Cesia is the name given to visual appearances related to the perception of different spatial distributions of light. Light radiation that is not absorbed by an object can be reflected or transmitted either diffusely or regularly. These interactions of light with matter are perceived with a greater or lesser degree of gloss (from a mirror to a matte surface, as the extremes), more or less transparent, translucent or opaque, at different levels of darkness (according to the light-dark axis).
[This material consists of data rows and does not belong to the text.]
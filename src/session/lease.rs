//! Process-wide registry of modules with a live session.
//!
//! The wrapped engine keeps its state in process globals, so at most one
//! session may drive a given module at a time.

use std::collections::HashSet;
use std::path::{Path, PathBuf};
use std::sync::{LazyLock, Mutex, PoisonError};

static ACTIVE: LazyLock<Mutex<HashSet<PathBuf>>> = LazyLock::new(|| Mutex::new(HashSet::new()));

/// Exclusive claim on a module; released on drop.
#[derive(Debug)]
pub(crate) struct InstanceLease {
    key: PathBuf,
}

impl InstanceLease {
    /// Claim `path`, or `None` if another session holds it.
    ///
    /// Paths are canonicalized when possible so that aliases of the same
    /// file collide.
    pub(crate) fn acquire(path: &Path) -> Option<Self> {
        let key = path.canonicalize().unwrap_or_else(|_| path.to_path_buf());
        let mut active = ACTIVE.lock().unwrap_or_else(PoisonError::into_inner);
        if !active.insert(key.clone()) {
            return None;
        }
        tracing::trace!(module = %key.display(), "instance lease acquired");
        Some(Self { key })
    }

    /// The canonical module path.
    pub(crate) fn key(&self) -> &Path {
        &self.key
    }
}

impl Drop for InstanceLease {
    fn drop(&mut self) {
        let mut active = ACTIVE.lock().unwrap_or_else(PoisonError::into_inner);
        active.remove(&self.key);
        tracing::trace!(module = %self.key.display(), "instance lease released");
    }
}
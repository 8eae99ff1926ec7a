//! Simulation-side view of the bound buffers during one resume window.

use std::ptr::NonNull;
use std::slice;

use super::channel::{Channel, ChannelKey, Element};
use super::write_cstr;

/// One bound region: base address and element count.
#[derive(Debug, Clone, Copy)]
pub(crate) struct Region {
    pub(crate) ptr: NonNull<u8>,
    pub(crate) len: usize,
}

/// The bound regions, lent to the worker for a single resume.
///
/// The session hands a target over with each resume and the worker gives it
/// back (by dropping it) before it suspends, so the regions are only touched
/// while the caller is blocked inside the call that lent them.
#[derive(Debug)]
pub(crate) struct FrameTarget {
    regions: [Option<Region>; Channel::COUNT],
}

// SAFETY: the pointers reference caller memory borrowed for the lifetime of
// the session's `ObservationBuffers`. The driver thread is blocked in
// `resume` for as long as the worker holds the target, so there is never
// concurrent access.
unsafe impl Send for FrameTarget {}

impl FrameTarget {
    pub(crate) fn new(regions: [Option<Region>; Channel::COUNT]) -> Self {
        Self { regions }
    }
}

/// Mutable access to the caller's buffers from inside a simulation.
///
/// Obtained from [`crate::context::Host::frame`]. Between suspend points a
/// frame may be detached, in which case every channel reads as unbound.
#[derive(Debug)]
pub struct Frame<'f> {
    target: Option<&'f mut FrameTarget>,
}

impl<'f> Frame<'f> {
    pub(crate) fn new(target: Option<&'f mut FrameTarget>) -> Self {
        Self { target }
    }

    /// Whether the frame currently refers to caller memory at all.
    #[must_use]
    pub fn is_attached(&self) -> bool {
        self.target.is_some()
    }

    /// Whether `channel` is bound.
    #[must_use]
    pub fn is_bound(&self, channel: Channel) -> bool {
        self.target
            .as_ref()
            .is_some_and(|t| t.regions[channel.index()].is_some())
    }

    /// The buffer behind `key`, or `None` if the channel is unbound.
    pub fn get<T: Element>(&mut self, key: ChannelKey<T>) -> Option<&mut [T]> {
        let target = self.target.as_mut()?;
        let region = target.regions[key.channel().index()]?;
        // SAFETY: regions are only created from a `&mut [T]` of the key's
        // element type or from a raw array whose dtype, extents and
        // alignment were checked against the channel. The returned borrow is
        // tied to `&mut self`, so no two slices alias.
        Some(unsafe { slice::from_raw_parts_mut(region.ptr.as_ptr().cast::<T>(), region.len) })
    }

    /// Overwrite every element of a bound channel with `value`.
    pub fn fill<T: Element>(&mut self, key: ChannelKey<T>, value: T) {
        if let Some(buf) = self.get(key) {
            buf.fill(value);
        }
    }

    /// Write `text` NUL-terminated into a byte channel, zero-padding the rest.
    pub fn write_str(&mut self, key: ChannelKey<u8>, text: &[u8]) {
        if let Some(buf) = self.get(key) {
            write_cstr(buf, text);
        }
    }
}
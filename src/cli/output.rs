//! Output formatting utilities for CLI.

use nle_bridge::obs::blstats::{NLE_BL_DEPTH, NLE_BL_SCORE, NLE_BL_TIME};
use nle_bridge::obs::{BLSTATS, CHARS};
use nle_bridge::trace::{FrameChannel, RecordedFrame};
use nle_bridge::{EndCause, Seeds, Session};
use serde::Serialize;
use std::collections::BTreeMap;
use std::path::Path;

/// Whether the hero stands on the down stairs.
///
/// The demo draws the whole level, so the stairs glyph disappears exactly
/// when the hero covers it.
pub(super) fn on_stairs(session: &Session<'_>) -> bool {
    session
        .observation(CHARS)
        .is_some_and(|chars| !chars.contains(&b'>'))
}

/// Outcome of one episode.
#[derive(Debug, Clone, Serialize)]
pub(super) struct EpisodeSummary {
    /// Module the episode ran in.
    pub(super) module: String,
    /// Seeds the episode ran with.
    pub(super) seeds: Seeds,
    /// Actions sent.
    pub(super) steps: u64,
    /// How it ended (null if the step limit hit first).
    pub(super) end: Option<EndCause>,
    /// Final score.
    pub(super) score: i64,
    /// Final dungeon depth.
    pub(super) depth: i64,
    /// Final game turn.
    pub(super) turn: i64,
    /// Trace file written, if any.
    pub(super) trace: Option<String>,
}

impl EpisodeSummary {
    /// Snapshot the current episode of `session`.
    pub(super) fn from_session(session: &Session<'_>, seeds: Seeds) -> Self {
        let stat = |i: usize| {
            session
                .observation(BLSTATS)
                .and_then(|s| s.get(i).copied())
                .unwrap_or(0)
        };
        Self {
            module: display_path(session.module_path()),
            seeds,
            steps: session.steps(),
            end: session.how_done(),
            score: stat(NLE_BL_SCORE),
            depth: stat(NLE_BL_DEPTH),
            turn: stat(NLE_BL_TIME),
            trace: session.trace_path().map(display_path),
        }
    }
}

fn display_path(path: &Path) -> String {
    path.display().to_string()
}

/// Aggregate over many episodes.
#[derive(Debug, Serialize)]
pub(super) struct RolloutSummary {
    /// Episodes played.
    pub(super) episodes: u64,
    /// Actions sent across all episodes.
    pub(super) total_steps: u64,
    /// Wall time in seconds.
    pub(super) duration_secs: f64,
    /// Throughput.
    pub(super) steps_per_sec: f64,
    /// Episodes per end cause; `TIMEOUT` counts step-limit cutoffs.
    pub(super) end_causes: BTreeMap<String, u64>,
    /// Mean final score.
    pub(super) mean_score: f64,
    /// Deepest level reached by any episode.
    pub(super) max_depth: i64,
    /// Per-episode results.
    pub(super) results: Vec<EpisodeSummary>,
}

/// Trace file statistics.
#[derive(Debug, Default, Serialize)]
pub(super) struct TraceSummary {
    /// Frames in the file.
    pub(super) frames: usize,
    /// Terminal output frames.
    pub(super) output_frames: usize,
    /// Input frames (one per action).
    pub(super) input_frames: usize,
    /// Total terminal output bytes.
    pub(super) output_bytes: usize,
    /// Seconds between first and last frame.
    pub(super) span_secs: u32,
    /// Count per action key.
    pub(super) actions: BTreeMap<String, usize>,
}

impl TraceSummary {
    pub(super) fn from_frames(frames: &[RecordedFrame]) -> Self {
        let mut summary = Self {
            frames: frames.len(),
            ..Self::default()
        };
        for frame in frames {
            match frame.channel {
                FrameChannel::Output => {
                    summary.output_frames += 1;
                    summary.output_bytes += frame.payload.len();
                }
                FrameChannel::Input => {
                    summary.input_frames += 1;
                    if let Some(action) = frame.action() {
                        *summary.actions.entry(action_label(action)).or_default() += 1;
                    }
                }
            }
        }
        if let (Some(first), Some(last)) = (frames.first(), frames.last()) {
            summary.span_secs = last.sec.saturating_sub(first.sec);
        }
        summary
    }
}

/// Printable name of an action key.
pub(super) fn action_label(action: i32) -> String {
    match u8::try_from(action) {
        Ok(27) => "ESC".to_string(),
        Ok(b) if b.is_ascii_graphic() => char::from(b).to_string(),
        _ => format!("#{action}"),
    }
}

/// Format one episode as human-readable text.
pub(super) fn format_episode(result: &EpisodeSummary) -> String {
    let mut output = String::new();
    let (core, disp, reseed, lgen) = result.seeds.as_tuple();

    output.push_str(&format!("Episode ({})\n", result.module));
    output.push_str(&format!("  Seeds: core={core} disp={disp} reseed={reseed}"));
    if let Some(lgen) = lgen {
        output.push_str(&format!(" lgen={lgen}"));
    }
    output.push('\n');
    match result.end {
        Some(how) => output.push_str(&format!("  End: {how}\n")),
        None => output.push_str("  End: step limit reached\n"),
    }
    output.push_str(&format!(
        "  Steps: {}  Turn: {}  Depth: {}  Score: {}\n",
        result.steps, result.turn, result.depth, result.score
    ));
    if let Some(trace) = &result.trace {
        output.push_str(&format!("  Trace: {trace}\n"));
    }
    output
}

/// Format a rollout as human-readable text.
pub(super) fn format_rollout(summary: &RolloutSummary) -> String {
    let mut output = String::new();

    output.push_str(&format!("Rollout: {} episodes\n", summary.episodes));
    output.push_str(&format!(
        "  Steps: {} ({:.0} steps/sec over {:.2}s)\n",
        summary.total_steps, summary.steps_per_sec, summary.duration_secs
    ));
    output.push_str(&format!(
        "  Mean score: {:.1}  Max depth: {}\n\n",
        summary.mean_score, summary.max_depth
    ));
    output.push_str("  End causes:\n");
    for (cause, count) in &summary.end_causes {
        #[allow(clippy::cast_precision_loss)]
        let pct = *count as f64 * 100.0 / summary.episodes.max(1) as f64;
        output.push_str(&format!("    {cause:<14} {count:>6} ({pct:.1}%)\n"));
    }
    output
}

/// Format trace statistics as human-readable text.
pub(super) fn format_trace(path: &Path, summary: &TraceSummary) -> String {
    let mut output = String::new();

    output.push_str(&format!("Trace: {}\n", path.display()));
    output.push_str(&format!(
        "  Frames: {} ({} output, {} input)\n",
        summary.frames, summary.output_frames, summary.input_frames
    ));
    output.push_str(&format!("  Output bytes: {}\n", summary.output_bytes));
    output.push_str(&format!("  Span: {}s\n", summary.span_secs));
    if !summary.actions.is_empty() {
        output.push_str("  Actions:\n");
        for (action, count) in &summary.actions {
            output.push_str(&format!("    {action:<4} {count}\n"));
        }
    }
    output
}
== Background and development of the concept ==
This is the same kind of phenomenon that Richard S. Hunter (1969) calls "geometric attributes of appearance". The advantage is that the concept of cesia encompasses all the involved aspects in a single word, and that all cesias have been organized in a three-dimensional order system according to three axes of variation, similar to color order systems or color models.
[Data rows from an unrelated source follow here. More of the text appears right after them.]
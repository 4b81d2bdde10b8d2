//! Integration tests for role administration through the ledger facade.
//!
//! The invariants here must survive arbitrary administrative churn: the
//! root role is permanent, membership transitions are exact, and the
//! admin-of hierarchy resolves dynamically on every guard check.

use anyhow::Result;

use charter_ledger::{
    AccessControlError, Ledger, LedgerError, Notification, RecordingSink, Role,
    StandardRestrictionEngine,
};

const DEPLOYER: &str = "deployer";
const MINTER: &str = "minter";
const OPS: &str = "ops";
const RESERVE: &str = "reserve";

fn ledger_with_audit() -> (Ledger, RecordingSink) {
    let sink = RecordingSink::new();
    let ledger = Ledger::new(
        "Charter Token".to_string(),
        "CHT".to_string(),
        0,
        DEPLOYER,
        MINTER,
        OPS,
        RESERVE,
        Box::new(StandardRestrictionEngine::new()),
        Box::new(sink.clone()),
    )
    .unwrap();
    (ledger, sink)
}

// ---------------------------------------------------------------------------
// Grant / Revoke / Renounce
// ---------------------------------------------------------------------------

#[test]
fn super_admin_administers_mint_and_contract_roles() -> Result<()> {
    let (mut ledger, _) = ledger_with_audit();

    ledger.grant_role(DEPLOYER, Role::MintAdmin, "second-minter")?;
    assert!(ledger.has_role(Role::MintAdmin, "second-minter"));

    ledger.revoke_role(DEPLOYER, Role::MintAdmin, "second-minter")?;
    assert!(!ledger.has_role(Role::MintAdmin, "second-minter"));
    Ok(())
}

#[test]
fn contract_admin_administers_permissions_admin() -> Result<()> {
    let (mut ledger, _) = ledger_with_audit();
    assert_eq!(ledger.role_admin(Role::PermissionsAdmin), Role::ContractAdmin);

    // OPS holds ContractAdmin, so it can delegate compliance duty.
    ledger.grant_role(OPS, Role::PermissionsAdmin, "compliance")?;
    assert!(ledger.has_role(Role::PermissionsAdmin, "compliance"));

    // The deployer holds SuperAdmin but not ContractAdmin, so it cannot.
    let result = ledger.grant_role(DEPLOYER, Role::PermissionsAdmin, "other");
    assert!(matches!(
        result,
        Err(LedgerError::AccessControl(
            AccessControlError::Unauthorized {
                role: Role::ContractAdmin,
                ..
            }
        ))
    ));
    Ok(())
}

#[test]
fn duplicate_grant_and_missing_revoke_are_exact_failures() -> Result<()> {
    let (mut ledger, _) = ledger_with_audit();

    let result = ledger.grant_role(DEPLOYER, Role::MintAdmin, MINTER);
    assert!(matches!(
        result,
        Err(LedgerError::AccessControl(
            AccessControlError::AlreadyGranted { .. }
        ))
    ));

    let result = ledger.revoke_role(DEPLOYER, Role::MintAdmin, "never-held");
    assert!(matches!(
        result,
        Err(LedgerError::AccessControl(AccessControlError::NotHeld { .. }))
    ));

    let result = ledger.renounce_role("never-held", Role::MintAdmin);
    assert!(matches!(
        result,
        Err(LedgerError::AccessControl(AccessControlError::NotHeld { .. }))
    ));
    Ok(())
}

#[test]
fn renounced_role_loses_its_capability() -> Result<()> {
    let (mut ledger, _) = ledger_with_audit();

    ledger.renounce_role(MINTER, Role::MintAdmin)?;
    assert!(!ledger.has_role(Role::MintAdmin, MINTER));

    let result = ledger.mint(MINTER, "alice", 100);
    assert!(matches!(result, Err(LedgerError::AccessControl(_))));
    Ok(())
}

// ---------------------------------------------------------------------------
// Root Protection
// ---------------------------------------------------------------------------

#[test]
fn super_admin_survives_every_removal_path() {
    let (mut ledger, _) = ledger_with_audit();

    let revoke = ledger.revoke_role(DEPLOYER, Role::SuperAdmin, DEPLOYER);
    assert!(matches!(
        revoke,
        Err(LedgerError::AccessControl(
            AccessControlError::ProtectedRole(Role::SuperAdmin)
        ))
    ));

    let renounce = ledger.renounce_role(DEPLOYER, Role::SuperAdmin);
    assert!(matches!(
        renounce,
        Err(LedgerError::AccessControl(
            AccessControlError::ProtectedRole(Role::SuperAdmin)
        ))
    ));

    assert!(ledger.has_role(Role::SuperAdmin, DEPLOYER));
}

#[test]
fn root_protection_holds_under_repeated_churn() -> Result<()> {
    let (mut ledger, _) = ledger_with_audit();

    for round in 0..10 {
        let admin = format!("admin-{round}");
        ledger.grant_role(DEPLOYER, Role::MintAdmin, &admin)?;
        ledger.grant_role(DEPLOYER, Role::SuperAdmin, &admin)?;

        // Each new SuperAdmin can administer, but never remove the root.
        assert!(ledger
            .revoke_role(&admin, Role::SuperAdmin, DEPLOYER)
            .is_err());
        assert!(ledger.renounce_role(&admin, Role::SuperAdmin).is_err());

        ledger.revoke_role(&admin, Role::MintAdmin, &admin)?;
    }

    assert!(ledger.has_role(Role::SuperAdmin, DEPLOYER));
    Ok(())
}

// ---------------------------------------------------------------------------
// Audit Stream
// ---------------------------------------------------------------------------

#[test]
fn role_lifecycle_is_audited() -> Result<()> {
    let (mut ledger, sink) = ledger_with_audit();
    sink.clear();

    ledger.grant_role(DEPLOYER, Role::MintAdmin, "alice")?;
    ledger.revoke_role(DEPLOYER, Role::MintAdmin, "alice")?;
    ledger.grant_role(DEPLOYER, Role::MintAdmin, "alice")?;
    ledger.renounce_role("alice", Role::MintAdmin)?;

    assert_eq!(
        sink.recorded(),
        vec![
            Notification::RoleGranted {
                role: Role::MintAdmin,
                account: "alice".to_string(),
                actor: DEPLOYER.to_string(),
            },
            Notification::RoleRevoked {
                role: Role::MintAdmin,
                account: "alice".to_string(),
                actor: DEPLOYER.to_string(),
            },
            Notification::RoleGranted {
                role: Role::MintAdmin,
                account: "alice".to_string(),
                actor: DEPLOYER.to_string(),
            },
            Notification::RoleRenounced {
                role: Role::MintAdmin,
                account: "alice".to_string(),
            },
        ]
    );
    Ok(())
}

#[test]
fn failed_role_mutations_emit_nothing() {
    let (mut ledger, sink) = ledger_with_audit();
    sink.clear();

    assert!(ledger.grant_role(MINTER, Role::MintAdmin, "alice").is_err());
    assert!(ledger
        .revoke_role(DEPLOYER, Role::SuperAdmin, DEPLOYER)
        .is_err());
    assert!(ledger.renounce_role("stranger", Role::MintAdmin).is_err());

    assert!(sink.is_empty());
}
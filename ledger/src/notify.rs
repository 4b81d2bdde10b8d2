//! # Audit Notifications
//!
//! Every observable mutation of the ledger emits exactly one notification
//! into an injected sink. The sink is decoupled from state mutation so
//! external indexers consume a faithful audit stream and tests assert
//! emitted events independently of storage changes.
//!
//! Two sinks are provided: [`TracingSink`] forwards each notification as a
//! structured `tracing` event (the default for embedding hosts), and
//! [`RecordingSink`] appends to a shared in-memory log for assertions.

use std::cell::RefCell;
use std::rc::Rc;

use serde::{Deserialize, Serialize};
use tracing::info;

use crate::access_control::Role;
use crate::Address;

/// An observable ledger event.
///
/// `Transfer` follows the usual ledger convention for supply changes: an
/// empty `from` marks a mint and an empty `to` marks a burn.
#[derive(Debug, Clone, PartialEq, Eq, Serialize, Deserialize)]
pub enum Notification {
    /// `role` was granted to `account` by `actor`.
    RoleGranted {
        role: Role,
        account: Address,
        actor: Address,
    },
    /// `role` was revoked from `account` by `actor`.
    RoleRevoked {
        role: Role,
        account: Address,
        actor: Address,
    },
    /// `account` renounced `role` itself.
    RoleRenounced { role: Role, account: Address },
    /// The permission bitmask of `account` was overwritten with `value`.
    PermissionChanged {
        actor: Address,
        account: Address,
        value: u64,
    },
    /// The time lock of `account` was overwritten with `value`
    /// (Unix seconds, zero meaning unlocked).
    TimeLockChanged {
        actor: Address,
        account: Address,
        value: u64,
    },
    /// The restriction engine was replaced.
    EngineUpgraded {
        actor: Address,
        old: String,
        new: String,
    },
    /// Balance movement, including mints (empty `from`) and burns
    /// (empty `to`).
    Transfer {
        from: Address,
        to: Address,
        amount: u64,
    },
    /// `owner` authorized `spender` to spend up to `amount`.
    Approval {
        owner: Address,
        spender: Address,
        amount: u64,
    },
    /// The ledger was paused by `actor`.
    Paused { actor: Address },
    /// The ledger was unpaused by `actor`.
    Unpaused { actor: Address },
}

/// Append-only consumer of ledger notifications.
pub trait NotificationSink {
    /// Receives one notification. Must not fail; the ledger's state change
    /// has already committed when this is called.
    fn emit(&mut self, notification: Notification);
}

/// Forwards notifications as structured `tracing` events under the
/// `charter_ledger::audit` target.
#[derive(Debug, Clone, Copy, Default)]
pub struct TracingSink;

impl TracingSink {
    /// Creates the tracing-backed sink.
    pub fn new() -> Self {
        Self
    }
}

impl NotificationSink for TracingSink {
    fn emit(&mut self, notification: Notification) {
        const TARGET: &str = "charter_ledger::audit";
        match notification {
            Notification::RoleGranted { role, account, actor } => {
                info!(target: TARGET, %role, %account, %actor, "role granted");
            }
            Notification::RoleRevoked { role, account, actor } => {
                info!(target: TARGET, %role, %account, %actor, "role revoked");
            }
            Notification::RoleRenounced { role, account } => {
                info!(target: TARGET, %role, %account, "role renounced");
            }
            Notification::PermissionChanged { actor, account, value } => {
                info!(target: TARGET, %actor, %account, value, "permission changed");
            }
            Notification::TimeLockChanged { actor, account, value } => {
                info!(target: TARGET, %actor, %account, value, "time lock changed");
            }
            Notification::EngineUpgraded { actor, old, new } => {
                info!(target: TARGET, %actor, %old, %new, "restriction engine upgraded");
            }
            Notification::Transfer { from, to, amount } => {
                info!(target: TARGET, %from, %to, amount, "transfer");
            }
            Notification::Approval { owner, spender, amount } => {
                info!(target: TARGET, %owner, %spender, amount, "approval");
            }
            Notification::Paused { actor } => {
                info!(target: TARGET, %actor, "ledger paused");
            }
            Notification::Unpaused { actor } => {
                info!(target: TARGET, %actor, "ledger unpaused");
            }
        }
    }
}

/// Records notifications into a shared in-memory log.
///
/// Clones share the same log, so a test can hand one clone to the ledger
/// and keep another to inspect what was emitted. Single-threaded by
/// design, matching the ledger's execution model.
#[derive(Debug, Clone, Default)]
pub struct RecordingSink {
    log: Rc<RefCell<Vec<Notification>>>,
}

impl RecordingSink {
    /// Creates an empty recording sink.
    pub fn new() -> Self {
        Self::default()
    }

    /// A snapshot of everything emitted so far, in order.
    pub fn recorded(&self) -> Vec<Notification> {
        self.log.borrow().clone()
    }

    /// The most recent notification, if any.
    pub fn last(&self) -> Option<Notification> {
        self.log.borrow().last().cloned()
    }

    /// Number of notifications emitted so far.
    pub fn len(&self) -> usize {
        self.log.borrow().len()
    }

    /// `true` if nothing has been emitted.
    pub fn is_empty(&self) -> bool {
        self.log.borrow().is_empty()
    }

    /// Drops everything recorded so far.
    pub fn clear(&self) {
        self.log.borrow_mut().clear();
    }
}

impl NotificationSink for RecordingSink {
    fn emit(&mut self, notification: Notification) {
        self.log.borrow_mut().push(notification);
    }
}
Before Richard Hunter, who also developed instruments for the measurement of these aspects of appearance, some other forerunners on these aspects include the German psychologist David Katz, the Optical Society of America (OSA), and the philosopher Ludwig Wittgenstein. Katz was the first to understand that there are different modes of color appearance, such as surface colors (opaque), film colors (related to transparency), volume colors (related to transparency but also to translucency), mirrored colors and luster. The Committee on Colorimetry of the OSA proposed eleven attributes to classify different aspects of visual appearance, of which the last three attributes are transparency, glossiness and luster. Among other issues, Wittgenstein discusses about the impossibility for something being called "transparent white", the relationship between "golden" and "yellow" (with and without gloss), which is similar to the relationship between "silver" and "gray", or the possibility of speaking about "black mirrors".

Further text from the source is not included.